The poll shows that 58 percent of respondents rated pharma companies poorly. A mere 27 percent indicated they saw them positively. The figures amount to an all-time low for the U.S. drug business, the ratings for which have collapsed spectacularly over the past 4 years. Significantly, the only sectors to have received a lower overall rating since Gallup began polls of this type in 2001 are the oil and gas, real estate and automotive industries, and the U.S. federal government. Given that this latest poll was conducted just a few days before a judge in Oklahoma fined drug maker Johnson & Johnson $572 million for its role in America’s opioid crisis, there can be little doubt that, had the survey taken place a few days later, pharma’s rating would have been even worse.
Clearly demonstrating that the American public are dissatisfied with the healthcare they receive, the healthcare industry itself came third from bottom in the Gallup poll. With almost half of respondents rating the healthcare industry negatively, the findings send a clear signal that public demand for healthcare reform in America is widespread. Tellingly, the abysmal ratings for pharma and healthcare contrast markedly with the images of other industries analyzed in the poll, most of which have improved in recent years.

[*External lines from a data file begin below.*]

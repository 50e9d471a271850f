//! Text classifier CLI
//!
//! A command-line tool for classifying text, reading monitoring metrics and
//! requesting retrains from a running classifier service.

mod client;
mod commands;
mod output;

use clap::{Parser, Subcommand};
use commands::{classify, monitoring};

/// Text classifier CLI
#[derive(Parser)]
#[command(name = "clf")]
#[command(author, version, about = "CLI for the Text Classifier service", long_about = None)]
pub struct Cli {
    /// API endpoint URL (can also be set via CLF_API_URL env var)
    #[arg(long, env = "CLF_API_URL", default_value = "http://localhost:5000")]
    pub api_url: String,

    /// Output format
    #[arg(long, short, default_value = "table")]
    pub format: output::OutputFormat,

    #[command(subcommand)]
    pub command: Commands,
}

#[derive(Subcommand)]
pub enum Commands {
    /// Classify a piece of text
    Predict {
        /// Text to classify
        text: String,
    },

    /// Show the prediction metrics summary
    Metrics,

    /// Request a manual model retrain
    Retrain,

    /// Show service health and readiness
    Health,
}

async fn run(cli: Cli) -> anyhow::Result<()> {
    let client = client::ApiClient::new(&cli.api_url)?;

    match cli.command {
        Commands::Predict { text } => classify::predict(&client, text, cli.format).await,
        Commands::Metrics => monitoring::show_metrics(&client, cli.format).await,
        Commands::Retrain => classify::retrain(&client, cli.format).await,
        Commands::Health => monitoring::show_health(&client, cli.format).await,
    }
}

#[tokio::main]
async fn main() {
    let cli = Cli::parse();

    if let Err(e) = run(cli).await {
        output::print_error(&format!("{:#}", e));
        std::process::exit(1);
    }
}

While the current political debate over healthcare in the United States mostly centers around the high prices of drugs and astronomical profits made by pharma companies, addressing these issues alone does not get to the root of the problem. Drugs are not the answer to health problems as they fail to tackle the root causes of disease. As Dr. Rath’s scientific discoveries have shown, the malfunctioning of the body does not arise through a lack of affordable drugs, but through micronutrient deficiencies occurring at the cellular level. Ultimately it is only by preventing and correcting these deficiencies that the development of diseases can be stopped.
A recent critical article in the Los Angeles Times provides further evidence that attitudes are hardening against the pharma industry. Titled ‘Legal judgments against big pharma are not enough. Consumers need to change their drug habits’, the article was published just a few days prior to the release of the latest Gallup poll. Describing multimillion-dollar fines brought against American pharmaceutical firms as simply “business as usual”, the article openly accuses the industry of having “carpet-bombed communities with drugs.” Reference is also made to the human suffering drugs cause. But arguably the most significant observation made in the piece is that people over-rely on pharmaceutical approaches “for symptoms that can be addressed through habits such as regular exercise, good nutrition, plenty of sleep and weight control.”
It is one thing to read such statements on independent websites such as ours. But when one sees them on a mainstream media website whose newspaper has one of the highest circulations in the United States, it is clear that change is in the air. The demise of the Pharma Cartel may not yet quite be imminent, but the days when it could operate unhindered in seeking obscene profits from death, disease and misery are already numbered.